- Coat of arms
- Location of Rimbach (Upper Palatinate) within Cham district
- Rimbach (Upper Palatinate) Rimbach (Upper Palatinate)
- Coordinates: 49°13′51″N 12°52′46″E﻿ / ﻿49.23083°N 12.87944°E
- Country: Germany
- State: Bavaria
- Admin. region: Oberpfalz
- District: Cham

Government
- • Mayor (2020–26): Heinz Niedermayer (CSU)

Area
- • Total: 24.73 km^{2} (9.55 sq mi)
- Elevation: 488 m (1,601 ft)

Population (2024-12-31)
- • Total: 1,795
- • Density: 72.58/km^{2} (188.0/sq mi)
- Time zone: UTC+01:00 (CET)
- • Summer (DST): UTC+02:00 (CEST)
- Postal codes: 93485
- Dialling codes: 0 99 41
- Vehicle registration: CHA
- Website: www.gemeinde-rimbach.de

= Rimbach, Upper Palatinate =

Rimbach (/de/) is a municipality in the district of Cham (district) in the Upper Palatinate in Bavaria in Germany.

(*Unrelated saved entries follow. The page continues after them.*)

//! Disposable read model storage abstractions.

pub mod store;

pub use store::{InMemoryReadModelStore, ReadModelStore};
//! Shared stock decrement/restock steps for multi-line flows.
//!
//! There is no transaction across stock streams. Flows that consume stock
//! for several SKUs validate every line before decrementing any, and undo
//! applied decrements with RETURN movements when a later step fails. A
//! concurrent writer can still invalidate a line between validation and
//! its decrement; the decrement then fails and the applied prefix is
//! returned.

use chrono::Utc;
use serde_json::Value as JsonValue;

use shopforge_events::{EventBus, EventEnvelope};
use shopforge_inventory::{
    MovementType, RecordMovement, StockCommand, StockRecord, StockRecordId, STOCK_AGGREGATE_TYPE,
};

use crate::command_dispatcher::{CommandDispatcher, DispatchError};
use crate::event_store::EventStore;

/// One SKU's share of a flow.
#[derive(Debug, Clone)]
pub(crate) struct StockDecrement {
    pub sku: String,
    pub quantity: u64,
}

/// Validate every decrement, then apply them all as OUT movements.
///
/// On failure, already-applied decrements are returned with
/// `revert_reason` before the error propagates.
pub(crate) fn take_stock<S, B>(
    dispatcher: &CommandDispatcher<S, B>,
    decrements: &[StockDecrement],
    reason: &str,
    revert_reason: &str,
    performed_by: &str,
) -> Result<(), DispatchError>
where
    S: EventStore,
    B: EventBus<EventEnvelope<JsonValue>>,
{
    for dec in decrements {
        let stock_id = StockRecordId::for_sku(&dec.sku);
        let (stock, _) = dispatcher
            .load_aggregate(stock_id.0, |id| StockRecord::empty(StockRecordId::new(id)))?;
        if !stock.exists() {
            return Err(DispatchError::NotFound);
        }
        stock.ensure_available(dec.quantity)?;
    }

    let mut applied: Vec<StockDecrement> = Vec::with_capacity(decrements.len());
    for dec in decrements {
        let result = record_movement(
            dispatcher,
            &dec.sku,
            MovementType::Out,
            dec.quantity,
            reason,
            performed_by,
        );
        match result {
            Ok(()) => applied.push(dec.clone()),
            Err(err) => {
                return_stock(dispatcher, &applied, revert_reason, performed_by);
                return Err(err);
            }
        }
    }

    Ok(())
}

/// Put stock back with RETURN movements.
///
/// Best-effort: a failing return is logged and the remaining lines are
/// still attempted, so one broken stream cannot strand the others.
pub(crate) fn return_stock<S, B>(
    dispatcher: &CommandDispatcher<S, B>,
    decrements: &[StockDecrement],
    reason: &str,
    performed_by: &str,
) where
    S: EventStore,
    B: EventBus<EventEnvelope<JsonValue>>,
{
    for dec in decrements {
        let result = record_movement(
            dispatcher,
            &dec.sku,
            MovementType::Return,
            dec.quantity,
            reason,
            performed_by,
        );
        if let Err(err) = result {
            tracing::error!(
                sku = %dec.sku,
                quantity = dec.quantity,
                error = ?err,
                "failed to return stock; ledger requires manual adjustment"
            );
        }
    }
}

fn record_movement<S, B>(
    dispatcher: &CommandDispatcher<S, B>,
    sku: &str,
    movement_type: MovementType,
    quantity: u64,
    reason: &str,
    performed_by: &str,
) -> Result<(), DispatchError>
where
    S: EventStore,
    B: EventBus<EventEnvelope<JsonValue>>,
{
    let stock_id = StockRecordId::for_sku(sku);
    dispatcher.dispatch(
        stock_id.0,
        STOCK_AGGREGATE_TYPE,
        StockCommand::RecordMovement(RecordMovement {
            stock_id,
            movement_type,
            quantity,
            reason: reason.to_string(),
            performed_by: performed_by.to_string(),
            occurred_at: Utc::now(),
        }),
        |id| StockRecord::empty(StockRecordId::new(id)),
    )?;
    Ok(())
}

#[cfg(test)]
mod tests {
    use super::*;
    use std::sync::Arc;

    use shopforge_events::InMemoryEventBus;

    use crate::event_store::InMemoryEventStore;
    use crate::services::products::{NewProduct, ProductService};

    type Dispatcher =
        CommandDispatcher<InMemoryEventStore, InMemoryEventBus<EventEnvelope<JsonValue>>>;

    fn setup(skus: &[(&str, u64)]) -> Arc<Dispatcher> {
        let dispatcher = Arc::new(CommandDispatcher::new(
            InMemoryEventStore::new(),
            InMemoryEventBus::new(),
        ));
        let products = ProductService::new(dispatcher.clone());
        for (sku, stock) in skus {
            products
                .create(
                    NewProduct {
                        sku: sku.to_string(),
                        name: format!("Product {sku}"),
                        description: String::new(),
                        category: "test".to_string(),
                        tags: vec![],
                        price_cents: 1000,
                        cost_cents: 500,
                        featured: false,
                        threshold: 0,
                        initial_stock: *stock,
                    },
                    "admin",
                )
                .unwrap();
        }
        dispatcher
    }

    fn balance(dispatcher: &Dispatcher, sku: &str) -> u64 {
        let stock_id = StockRecordId::for_sku(sku);
        let (stock, _) = dispatcher
            .load_aggregate(stock_id.0, |id| StockRecord::empty(StockRecordId::new(id)))
            .unwrap();
        stock.stock()
    }

    fn dec(sku: &str, quantity: u64) -> StockDecrement {
        StockDecrement {
            sku: sku.to_string(),
            quantity,
        }
    }

    #[test]
    fn takes_every_line_or_none() {
        let dispatcher = setup(&[("SKU-A", 10), ("SKU-B", 1)]);

        // SKU-B cannot cover its line, so SKU-A must not be touched.
        let err = take_stock(
            &dispatcher,
            &[dec("SKU-A", 2), dec("SKU-B", 5)],
            "order test",
            "order test reverted",
            "tester",
        )
        .unwrap_err();
        match err {
            DispatchError::InsufficientStock {
                requested: 5,
                available: 1,
            } => {}
            other => panic!("Expected InsufficientStock, got {other:?}"),
        }
        assert_eq!(balance(&dispatcher, "SKU-A"), 10);
        assert_eq!(balance(&dispatcher, "SKU-B"), 1);

        take_stock(
            &dispatcher,
            &[dec("SKU-A", 2), dec("SKU-B", 1)],
            "order test",
            "order test reverted",
            "tester",
        )
        .unwrap();
        assert_eq!(balance(&dispatcher, "SKU-A"), 8);
        assert_eq!(balance(&dispatcher, "SKU-B"), 0);
    }

    #[test]
    fn return_stock_restores_balances() {
        let dispatcher = setup(&[("SKU-A", 10)]);
        take_stock(
            &dispatcher,
            &[dec("SKU-A", 4)],
            "order test",
            "order test reverted",
            "tester",
        )
        .unwrap();
        return_stock(&dispatcher, &[dec("SKU-A", 4)], "order cancelled", "tester");
        assert_eq!(balance(&dispatcher, "SKU-A"), 10);
    }
}
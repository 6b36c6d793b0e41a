use chrono::{DateTime, Utc};

/// A fact recorded on an aggregate stream.
///
/// Every state change in the shop is one of these: a stock movement, a
/// price change, a captured payment. Events never change once appended;
/// a new payload shape gets a new schema `version` and the old shape
/// keeps replaying.
pub trait Event: Clone + core::fmt::Debug + Send + Sync + 'static {
    /// Stable dotted name, `<context>.<aggregate>.<what happened>`
    /// (e.g. `"inventory.stock.movement_recorded"`,
    /// `"orders.claim.captured"`). Audit filters and projection routing
    /// match on this string, so it never changes for a shipped event.
    fn event_type(&self) -> &'static str;

    /// Schema version of the serialized payload, starting at 1.
    fn version(&self) -> u32;

    /// Business time: when it happened, not when it was stored.
    fn occurred_at(&self) -> DateTime<Utc>;
}
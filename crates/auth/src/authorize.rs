use thiserror::Error;

use crate::permissions::role_permissions;
use crate::{Permission, Principal};

#[derive(Debug, Error, Clone, PartialEq, Eq)]
pub enum AuthzError {
    #[error("forbidden: missing permission '{0}'")]
    Forbidden(String),
}

/// Authorize a principal for a required permission.
///
/// - No IO
/// - No panics
/// - No business logic (pure policy check)
pub fn authorize(principal: &Principal, required: &Permission) -> Result<(), AuthzError> {
    let granted = role_permissions(principal.role);
    if granted.iter().any(|p| p.is_wildcard() || p == required) {
        Ok(())
    } else {
        Err(AuthzError::Forbidden(required.as_str().to_string()))
    }
}
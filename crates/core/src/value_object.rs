//! Value object trait: equality by value, not identity.

/// Marker trait for value objects.
///
/// Value objects are **immutable** and **compared by value**: two cart lines
/// with the same product, price, and quantity are the same line. To "modify"
/// one, build a new one. Entities, by contrast, are the same object whenever
/// their IDs match, regardless of attribute drift.
///
/// ```ignore
/// #[derive(Debug, Clone, PartialEq, Eq)]
/// struct OrderLine {
///     product_name: String,
///     quantity: u32,
///     unit_price_cents: u64,
/// }
///
/// impl ValueObject for OrderLine {}
/// ```
pub trait ValueObject: Clone + PartialEq + core::fmt::Debug {}
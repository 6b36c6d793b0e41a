//! Sales read model: recorded sales with revenue, cost, and profit.

use chrono::{DateTime, Utc};
use serde::{Deserialize, Serialize};
use serde_json::Value as JsonValue;

use shopforge_events::EventEnvelope;
use shopforge_orders::OrderId;
use shopforge_sales::{SaleEvent, SaleId, SaleLine, SALE_AGGREGATE_TYPE};

use crate::projections::{sort_for_replay, ProjectionError, StreamCursors};
use crate::read_model::ReadModelStore;

#[derive(Debug, Clone, PartialEq, Eq, Serialize, Deserialize)]
pub struct SaleReadModel {
    pub sale_id: SaleId,
    pub order_id: Option<OrderId>,
    pub lines: Vec<SaleLine>,
    pub revenue_cents: u64,
    pub cost_cents: u64,
    pub profit_cents: i64,
    pub recorded_by: String,
    pub recorded_at: DateTime<Utc>,
}

/// Projects sale events into [`SaleReadModel`]s.
pub struct SalesProjection<S> {
    store: S,
    cursors: StreamCursors,
}

impl<S> SalesProjection<S>
where
    S: ReadModelStore<SaleId, SaleReadModel>,
{
    pub fn new(store: S) -> Self {
        Self {
            store,
            cursors: StreamCursors::new(),
        }
    }

    pub fn get(&self, sale_id: &SaleId) -> Option<SaleReadModel> {
        self.store.get(sale_id)
    }

    /// All sales, newest first.
    pub fn list(&self) -> Vec<SaleReadModel> {
        let mut sales = self.store.list();
        sales.sort_by_key(|s| std::cmp::Reverse(s.recorded_at));
        sales
    }

    /// Aggregate totals over all recorded sales.
    pub fn totals(&self) -> SalesTotals {
        let sales = self.store.list();
        SalesTotals {
            count: sales.len() as u64,
            revenue_cents: sales.iter().map(|s| s.revenue_cents).sum(),
            cost_cents: sales.iter().map(|s| s.cost_cents).sum(),
            profit_cents: sales.iter().map(|s| s.profit_cents).sum(),
        }
    }

    pub fn apply_envelope(
        &self,
        envelope: &EventEnvelope<JsonValue>,
    ) -> Result<(), ProjectionError> {
        if envelope.aggregate_type() != SALE_AGGREGATE_TYPE {
            return Ok(());
        }

        self.cursors.apply_guarded(envelope, || {
            let event: SaleEvent = serde_json::from_value(envelope.payload().clone())
                .map_err(|e| ProjectionError::Deserialize(e.to_string()))?;

            let SaleEvent::SaleRecorded(e) = event;
            if e.sale_id.0 != envelope.aggregate_id() {
                return Err(ProjectionError::StreamMismatch(format!(
                    "sale {} in stream {}",
                    e.sale_id.0,
                    envelope.aggregate_id()
                )));
            }

            self.store.upsert(
                e.sale_id,
                SaleReadModel {
                    sale_id: e.sale_id,
                    order_id: e.order_id,
                    lines: e.lines,
                    revenue_cents: e.revenue_cents,
                    cost_cents: e.cost_cents,
                    profit_cents: e.profit_cents,
                    recorded_by: e.recorded_by,
                    recorded_at: e.occurred_at,
                },
            );
            Ok(())
        })
    }

    pub fn rebuild_from_scratch(
        &self,
        mut envelopes: Vec<EventEnvelope<JsonValue>>,
    ) -> Result<(), ProjectionError> {
        self.cursors.clear();
        self.store.clear();
        sort_for_replay(&mut envelopes);
        for envelope in &envelopes {
            self.apply_envelope(envelope)?;
        }
        Ok(())
    }
}

/// Revenue summary across all sales.
#[derive(Debug, Clone, Copy, PartialEq, Eq, Serialize)]
pub struct SalesTotals {
    pub count: u64,
    pub revenue_cents: u64,
    pub cost_cents: u64,
    pub profit_cents: i64,
}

Rimbach is a village at the foot of the Hoher Bogen (a seven-peaked mountain ridge in the Northern Bavarian Forest National Park). In the village is the Baroque 'Church of Saint Michael' built in 1719. The church had a major expansion in 1970 but preserved the Baroque carvings on the main altar and side altars. Within the church grounds is the ‘Old Church’, built in 1438 with its carvings and altars. And is still used for small services (it seats about 36 individuals).

This village holds on to the traditional customs and culture of the Bavarian Forest Area. There are many organized groups that maintain the native dress, dancing, songs, and the traditional musical instruments from the area. Every Fall there is a “High Garden Fest”(not a ‘beer tent’ or Om-Pa-Pa Fest) to celebrate these cultural treasures of music and song.

There are numerous hiking trails within this area of the National Forest. One hike is to the castle-ruin property of the Earls Preysing, arena of the Erzählung. This area was the inspiration of “The Maiden of Lichtenegg" by the forest poet Maximilian Schmidt. This castle-ruin was used as a watchtower to protect the area from the advancing Swedes during the 16th century. In late July, an outdoor, annual 'Folk Play' is held at outdoor stage area next to the Ruin that tells the story of "The Maiden of Lichtenegg".

Two other hikes to the top of the mountain are to the antenna area for German TV broadcasting at the peak called Burgstall. This relay station brought broadcast TV to a remote area of German and provided news and educational content to Western Bohemia over the "Iron Curtain" during the Cold War. From this location, one can hike to the other end of the mountain ridge to the peak named Eckstein. It also has a Cold War history, since it was the site of German, French and American Signal Intelligence operations (since closed in the 1990s) that were directed over the Czech Border (3.5 miles to the East).